Have been using multiple brands of paneer at home. After using Akshaya Kalpa, noticed their paneer easily crumbles compared to others. The form factor of other brands are very hard too.
Sent a query to @Shashi of AkshayaKalpa. His response below
It is the process of making
We make curd and use the curd to break the milk to make the paneer. We don't use Citrix acid to break the milk.
Putting this here incase others have query on all things paneer . Add your questions here
@Shashi & Raghavendra, few more queries:
- Is the process of making paneer at home and in commercial setups different?
- Is the protein content typically standard across all brands or it can be adjusted?
- Does the protein content vary depending on the type of milk used? & How does the end consumer know what type of milk is being used?
Answering the queries
1. Is the process of making paneer at home and in commercial setups different?
An overview it is same but if we look in deeply lot of differences. Any product manufacturing processes driven by Standard Operating procedures, making commercially in mechanized way helps in meeting set parameters to yield good quality paneer and obviously use of good quality raw materials that can be confirmed by testing.
Example: Specific temperatures, Amount of coagulant addition, Amount of pressure required, Paneer chilling/curing time …etc
**2. Is the protein content typically standard across all brands or it can be adjusted? **
It can be adjusted, and it depends up on individual manufacturer preferences on end product quality, since there are no legal standards for protein content in paneer. Protein content in the milk aids in textural properties of paneer and obviously to increase the available protein to end consumer.
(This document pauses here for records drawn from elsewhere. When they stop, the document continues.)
use chrono::{DateTime, Utc};
use serde::{Deserialize, Serialize};
use uuid::Uuid;

use super::enums::{EncounterStatus, MessageRole};

/// A consultation session. Status only ever moves active → closed.
#[derive(Debug, Clone, Serialize, Deserialize)]
pub struct Encounter {
    pub id: Uuid,
    pub chief_complaint: Option<String>,
    pub status: EncounterStatus,
    pub started_at: DateTime<Utc>,
    pub ended_at: Option<DateTime<Utc>>,
}

impl Encounter {
    /// A fresh, active encounter stamped with the current time.
    pub fn open(chief_complaint: Option<String>) -> Self {
        Self {
            id: Uuid::new_v4(),
            chief_complaint,
            status: EncounterStatus::Active,
            started_at: Utc::now(),
            ended_at: None,
        }
    }

    pub fn is_active(&self) -> bool {
        self.status == EncounterStatus::Active
    }
}

/// One entry in an encounter's append-only message log.
#[derive(Debug, Clone, Serialize, Deserialize)]
pub struct Message {
    pub id: Uuid,
    pub encounter_id: Uuid,
    pub role: MessageRole,
    pub content: String,
    pub created_at: DateTime<Utc>,
    /// Free-form metadata, e.g. `{"model": "gpt-4o-mini"}` on assistant turns.
    pub meta: Option<serde_json::Value>,
}

impl Message {
    pub fn new(encounter_id: Uuid, role: MessageRole, content: impl Into<String>) -> Self {
        Self {
            id: Uuid::new_v4(),
            encounter_id,
            role,
            content: content.into(),
            created_at: Utc::now(),
            meta: None,
        }
    }

    pub fn with_meta(mut self, meta: serde_json::Value) -> Self {
        self.meta = Some(meta);
        self
    }
}

/// Filter for the encounter list endpoint.
#[derive(Debug, Clone)]
pub struct EncounterFilter {
    pub status: Option<EncounterStatus>,
    pub limit: u32,
    pub offset: u32,
}

impl Default for EncounterFilter {
    fn default() -> Self {
        Self {
            status: None,
            limit: 50,
            offset: 0,
        }
    }
}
Natural milk contains 2.6 - 3.4g protein per 100g of milk (depends upon animal feeding practices) and the paneer manufactured from this milk may have 17 - 20g protein per 100g of paneer.
Industries may use protein concentrate in the form of skimmed milk powder (34 -37% protein), Milk protein concentrates (80% of protein), Whey protein concentrates (70% whey protein)…etc to increase the protein content in milk and that ultimately imparts end product quality.
3. Does the protein content vary depending on the type of milk used? & How does the end consumer know what type of milk is being used?
Natural milk contains 2.6 - 3.4g protein per 100g of milk and it depends upon animal feeding practices. Protein content in the paneer vary depend up on ingredients being used.
As per the Indian legal (FSSAI) standards, the declaration of ingredients used to manufacture food is mandatory to declare on the label. Can be referred details at ‘Ingredients’.
Referring to type of milk used, may not be declared on the label but it is understood that paneer prepared from Cow milk slight yellow in color (due to presence of beta-carotene pigment in cow milk) and white in color for buffalo milk paneer (absence of beta-carotene).